- [Task objective] From the first line onward, reproduce the records exactly; the final line to include is the one holding "and per-field policies".

+ + + + + + +

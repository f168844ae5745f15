//! Book registration core.
//!
//! Everything the entry form does to its rows lives here, with no terminal,
//! network or file access:
//!
//! - [`field`]: the nine data fields, their canonical order and per-field policies
//! - [`record`]: `BookRecord`, `Row`, and the remote `Submission` mapping
//! - [`grid`]: the grid state store (replace-on-write snapshots)
//! - [`paste`]: spreadsheet-style paste fanout from an anchor cell
//! - [`format`]: presentation transforms (thousands grouping, date mask)
//! - [`action`]: reducer over grid snapshots
//! - [`form`]: seed/delete/submit workflow around a grid
//! - [`stamp`]: submission timestamps

pub mod action;
pub mod field;
pub mod form;
pub mod format;
pub mod grid;
pub mod paste;
pub mod record;
pub mod stamp;

pub use action::{reduce, Action};
pub use field::{Field, FieldPolicies, Presenter, Sanitizer, FIELD_COUNT};
pub use form::{AppendRows, DeletePolicy, Form, FormSettings, SubmitError};
pub use grid::Grid;
pub use record::{BookRecord, Row, RowId, Submission};

/// Number of empty rows a fresh form starts with.
pub const DEFAULT_SEED_ROWS: usize = 10;
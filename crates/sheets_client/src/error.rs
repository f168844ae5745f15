/// What went wrong on the wire.
#[derive(Debug, thiserror::Error)]
pub enum Failure {
    /// Private key could not be parsed or used
    #[error("invalid signing key: {0}")]
    Key(String),
    #[error("network error: {0}")]
    Network(String),
    /// Non-2xx status with the response body
    #[error("HTTP {0}: {1}")]
    Http(u16, String),
    /// Response body did not have the expected shape
    #[error("unexpected response: {0}")]
    Parse(String),
    /// `api_base` could not be turned into a request URL
    #[error("invalid request URL: {0}")]
    Url(String),
}

/// Sheet operation failure, by stage.
#[derive(Debug, thiserror::Error)]
pub enum SheetsError {
    #[error("authentication failed: {0}")]
    Auth(#[source] Failure),
    #[error("saving rows failed: {0}")]
    Save(#[source] Failure),
    #[error("loading rows failed: {0}")]
    Load(#[source] Failure),
}
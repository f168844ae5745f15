//! Grid state store.
//!
//! A [`Grid`] is an immutable snapshot. Every mutation returns a new snapshot
//! and leaves the receiver untouched. Rows sit behind `Arc`, so a mutation
//! only reallocates the rows it changes; every other row in the new snapshot
//! is the same allocation as in the old one (checkable with `Arc::ptr_eq`).

use std::sync::Arc;

use crate::field::Field;
use crate::record::{Row, RowId};

#[derive(Debug, Clone)]
pub struct Grid {
    rows: Vec<Arc<Row>>,
    /// Next identifier to hand out. Only grows, so ids are never reused.
    next_id: RowId,
    /// Deletion never takes the grid below this many rows (at least 1).
    min_rows: usize,
}

impl PartialEq for Grid {
    /// Structural equality of the rows, in order.
    fn eq(&self, other: &Self) -> bool {
        self.rows.len() == other.rows.len()
            && self.rows.iter().zip(&other.rows).all(|(a, b)| a == b)
    }
}

impl Grid {
    /// `count` empty rows with ids `0..count`, minimum row count 1.
    pub fn seeded(count: usize) -> Self {
        Self::seeded_with_min(count, 1)
    }

    /// Like [`Grid::seeded`], with a custom deletion floor. The grid is
    /// padded up to `min_rows` if `count` is smaller.
    pub fn seeded_with_min(count: usize, min_rows: usize) -> Self {
        let min_rows = min_rows.max(1);
        let count = count.max(min_rows);
        let rows = (0..count as RowId).map(|id| Arc::new(Row::empty(id))).collect();
        Self {
            rows,
            next_id: count as RowId,
            min_rows,
        }
    }

    pub fn len(&self) -> usize {
        self.rows.len()
    }

    /// Always false; kept for the `len`/`is_empty` pair.
    pub fn is_empty(&self) -> bool {
        self.rows.is_empty()
    }

    pub fn min_rows(&self) -> usize {
        self.min_rows
    }

    pub fn rows(&self) -> impl Iterator<Item = &Row> + '_ {
        self.rows.iter().map(|r| r.as_ref())
    }

    #[cfg(test)]
    pub(crate) fn row_handles(&self) -> &[Arc<Row>] {
        &self.rows
    }

    pub fn row(&self, id: RowId) -> Option<&Row> {
        self.rows.iter().find(|r| r.id == id).map(|r| r.as_ref())
    }

    pub fn row_at(&self, position: usize) -> Option<&Row> {
        self.rows.get(position).map(|r| r.as_ref())
    }

    /// Row identifiers in visual order (position → id).
    pub fn row_order(&self) -> Vec<RowId> {
        self.rows.iter().map(|r| r.id).collect()
    }

    /// Visual position of a row.
    pub fn position_of(&self, id: RowId) -> Option<usize> {
        self.rows.iter().position(|r| r.id == id)
    }

    /// Replace one cell. Unknown `id` gives back an equal grid.
    pub fn set_cell(&self, id: RowId, field: Field, value: impl Into<String>) -> Grid {
        let mut next = self.clone();
        if let Some(pos) = self.position_of(id) {
            let mut row = Row::clone(&self.rows[pos]);
            row.record.set(field, value);
            next.rows[pos] = Arc::new(row);
        }
        next
    }

    /// Append one empty row with a fresh id.
    pub fn add_row(&self) -> Grid {
        let mut next = self.clone();
        next.push_empty();
        next
    }

    /// Remove a row, unless that would drop below the minimum row count.
    pub fn delete_row(&self, id: RowId) -> Grid {
        let mut next = self.clone();
        if self.rows.len() <= self.min_rows {
            return next;
        }
        if let Some(pos) = self.position_of(id) {
            next.rows.remove(pos);
        }
        next
    }

    /// Rows with at least one non-empty data field, in visual order.
    pub fn content_rows(&self) -> Vec<&Row> {
        self.rows().filter(|r| r.is_content_bearing()).collect()
    }

    /// Fresh grid with the same min-row floor and `seed_rows` empty rows.
    ///
    /// Ids restart at 0: a reset starts a new entry session.
    pub fn reset(&self, seed_rows: usize) -> Grid {
        Grid::seeded_with_min(seed_rows, self.min_rows)
    }

    // ── Crate-internal builders (used by paste fanout) ──────────────

    pub(crate) fn push_empty(&mut self) -> RowId {
        let id = self.next_id;
        self.next_id += 1;
        self.rows.push(Arc::new(Row::empty(id)));
        id
    }

    pub(crate) fn row_mut_at(&mut self, position: usize) -> Option<&mut Row> {
        self.rows.get_mut(position).map(Arc::make_mut)
    }
}

#[cfg(test)]
mod tests {
    use super::*;

    fn filled(grid: &Grid, id: RowId, field: Field, v: &str) -> Grid {
        grid.set_cell(id, field, v)
    }

    #[test]
    fn seeded_grid_has_sequential_ids() {
        let g = Grid::seeded(10);
        assert_eq!(g.len(), 10);
        assert_eq!(g.row_order(), (0..10u64).collect::<Vec<_>>());
        assert!(g.rows().all(|r| !r.is_content_bearing()));
    }

    #[test]
    fn seeded_never_below_min() {
        let g = Grid::seeded_with_min(0, 0);
        assert_eq!(g.len(), 1);
        assert_eq!(g.min_rows(), 1);
        let g = Grid::seeded_with_min(2, 5);
        assert_eq!(g.len(), 5);
    }

    #[test]
    fn set_cell_touches_only_target_row() {
        let g = Grid::seeded(3);
        let next = g.set_cell(1, Field::Author, "한강");

        assert_eq!(next.row(1).unwrap().get(Field::Author), "한강");
        assert_eq!(next.row(1).unwrap().get(Field::BookName), "");
        assert!(Arc::ptr_eq(&g.row_handles()[0], &next.row_handles()[0]));
        assert!(Arc::ptr_eq(&g.row_handles()[2], &next.row_handles()[2]));
        assert!(!Arc::ptr_eq(&g.row_handles()[1], &next.row_handles()[1]));
        // Receiver unchanged.
        assert_eq!(g.row(1).unwrap().get(Field::Author), "");
    }

    #[test]
    fn set_cell_unknown_row_is_noop() {
        let g = filled(&Grid::seeded(3), 0, Field::BookId, "1");
        let next = g.set_cell(99, Field::BookId, "2");
        assert_eq!(next, g);
    }

    #[test]
    fn add_row_appends_empty_row_with_fresh_id() {
        let g = Grid::seeded(10);
        let next = g.add_row();
        assert_eq!(next.len(), 11);
        let last = next.row_at(10).unwrap();
        assert_eq!(last.id, 10);
        assert!(!last.is_content_bearing());
    }

    #[test]
    fn ids_not_reused_after_delete() {
        let g = Grid::seeded(3).delete_row(2).add_row();
        assert_eq!(g.row_order(), vec![0, 1, 3]);
        let g = g.delete_row(3).add_row();
        assert_eq!(g.row_order(), vec![0, 1, 4]);
    }

    #[test]
    fn delete_row_respects_minimum() {
        let g = Grid::seeded(2);
        let one = g.delete_row(0);
        assert_eq!(one.len(), 1);
        let still_one = one.delete_row(1);
        assert_eq!(still_one.len(), 1);
        assert_eq!(still_one.row_order(), vec![1]);
    }

    #[test]
    fn delete_row_respects_custom_minimum() {
        let g = Grid::seeded_with_min(3, 3).add_row();
        let g = g.delete_row(0);
        assert_eq!(g.len(), 3);
        let g = g.delete_row(1);
        assert_eq!(g.len(), 3);
    }

    #[test]
    fn delete_unknown_row_is_noop() {
        let g = Grid::seeded(3);
        assert_eq!(g.delete_row(42), g);
    }

    #[test]
    fn content_rows_in_visual_order() {
        let g = Grid::seeded(4);
        let g = filled(&g, 3, Field::BookName, "d");
        let g = filled(&g, 1, Field::Price, "100");
        let ids: Vec<RowId> = g.content_rows().iter().map(|r| r.id).collect();
        assert_eq!(ids, vec![1, 3]);
    }

    #[test]
    fn reset_restores_seed_state() {
        let g = filled(&Grid::seeded(10).add_row().add_row(), 11, Field::Isbn, "978");
        let fresh = g.reset(10);
        assert_eq!(fresh, Grid::seeded(10));
        assert_eq!(fresh.len(), 10);
    }
}
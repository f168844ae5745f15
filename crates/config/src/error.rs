use std::path::PathBuf;

#[derive(Debug, thiserror::Error)]
pub enum ConfigError {
    #[error("cannot read {}: {source}", .path.display())]
    Read {
        path: PathBuf,
        #[source]
        source: std::io::Error,
    },

    #[error("cannot write {}: {source}", .path.display())]
    Write {
        path: PathBuf,
        #[source]
        source: std::io::Error,
    },

    #[error("invalid config file {}: {source}", .path.display())]
    Parse {
        path: PathBuf,
        #[source]
        source: toml::de::Error,
    },

    #[error("invalid service-account key file {}: {source}", .path.display())]
    KeyFile {
        path: PathBuf,
        #[source]
        source: serde_json::Error,
    },

    #[error("missing {key} (set it in the config file or {env})")]
    Missing { key: &'static str, env: &'static str },

    #[error("invalid value for {key}: {message}")]
    Invalid { key: String, message: String },
}
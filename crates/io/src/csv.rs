// CSV/TSV export of submissions, and text input for batch pastes

use std::io::{Read, Write};
use std::path::Path;

use bookreg_core::Submission;

use crate::{header_row, ExportError};

/// Write `rows` with a header line to `writer`.
pub fn write_submissions<W: Write>(rows: &[Submission], writer: W, delimiter: u8) -> Result<usize, ExportError> {
    let mut writer = csv::WriterBuilder::new()
        .delimiter(delimiter)
        .from_writer(writer);

    writer.write_record(header_row())?;
    for row in rows {
        let mut record: Vec<&str> = row.record.values().to_vec();
        record.push(&row.submitted_at);
        writer.write_record(&record)?;
    }
    writer.flush().map_err(|e| ExportError::Csv(e.into()))?;
    Ok(rows.len())
}

pub fn export(rows: &[Submission], path: &Path) -> Result<usize, ExportError> {
    export_with_delimiter(rows, path, b',')
}

pub fn export_tsv(rows: &[Submission], path: &Path) -> Result<usize, ExportError> {
    export_with_delimiter(rows, path, b'\t')
}

fn export_with_delimiter(rows: &[Submission], path: &Path, delimiter: u8) -> Result<usize, ExportError> {
    let file = std::fs::File::create(path).map_err(|source| ExportError::Io {
        path: path.to_path_buf(),
        source,
    })?;
    let written = write_submissions(rows, file, delimiter)?;
    log::info!("wrote {} row(s) to {}", written, path.display());
    Ok(written)
}

/// Read a text file and convert to UTF-8 if needed.
///
/// Handles a UTF-8 byte-order mark and falls back to EUC-KR (code page 949),
/// which is what Korean Excel writes for "Text (Tab delimited)".
pub fn read_file_as_utf8(path: &Path) -> Result<String, ExportError> {
    let mut bytes = Vec::new();
    std::fs::File::open(path)
        .and_then(|mut f| f.read_to_end(&mut bytes))
        .map_err(|source| ExportError::Io {
            path: path.to_path_buf(),
            source,
        })?;
    Ok(decode_text(bytes))
}

/// Decode raw clipboard or file bytes. See [`read_file_as_utf8`].
pub fn decode_text(bytes: Vec<u8>) -> String {
    if let Some(rest) = bytes.strip_prefix(b"\xEF\xBB\xBF") {
        return String::from_utf8_lossy(rest).into_owned();
    }
    // Try UTF-8 first; on failure, recover the buffer from the error
    match String::from_utf8(bytes) {
        Ok(s) => s,
        Err(e) => {
            let bytes = e.into_bytes();
            let (decoded, _, had_errors) = encoding_rs::EUC_KR.decode(&bytes);
            if had_errors {
                log::warn!("input is neither UTF-8 nor EUC-KR, some characters were replaced");
            }
            decoded.into_owned()
        }
    }
}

+ + + + + + +

- [Solution for this task]
repository f168844ae5745f15
//! Book registration core.
//!
//! Everything the entry form does to its rows lives here, with no terminal,
//! network or file access:
//!
//! - [`field`]: the nine data fields, their canonical order and per-field policies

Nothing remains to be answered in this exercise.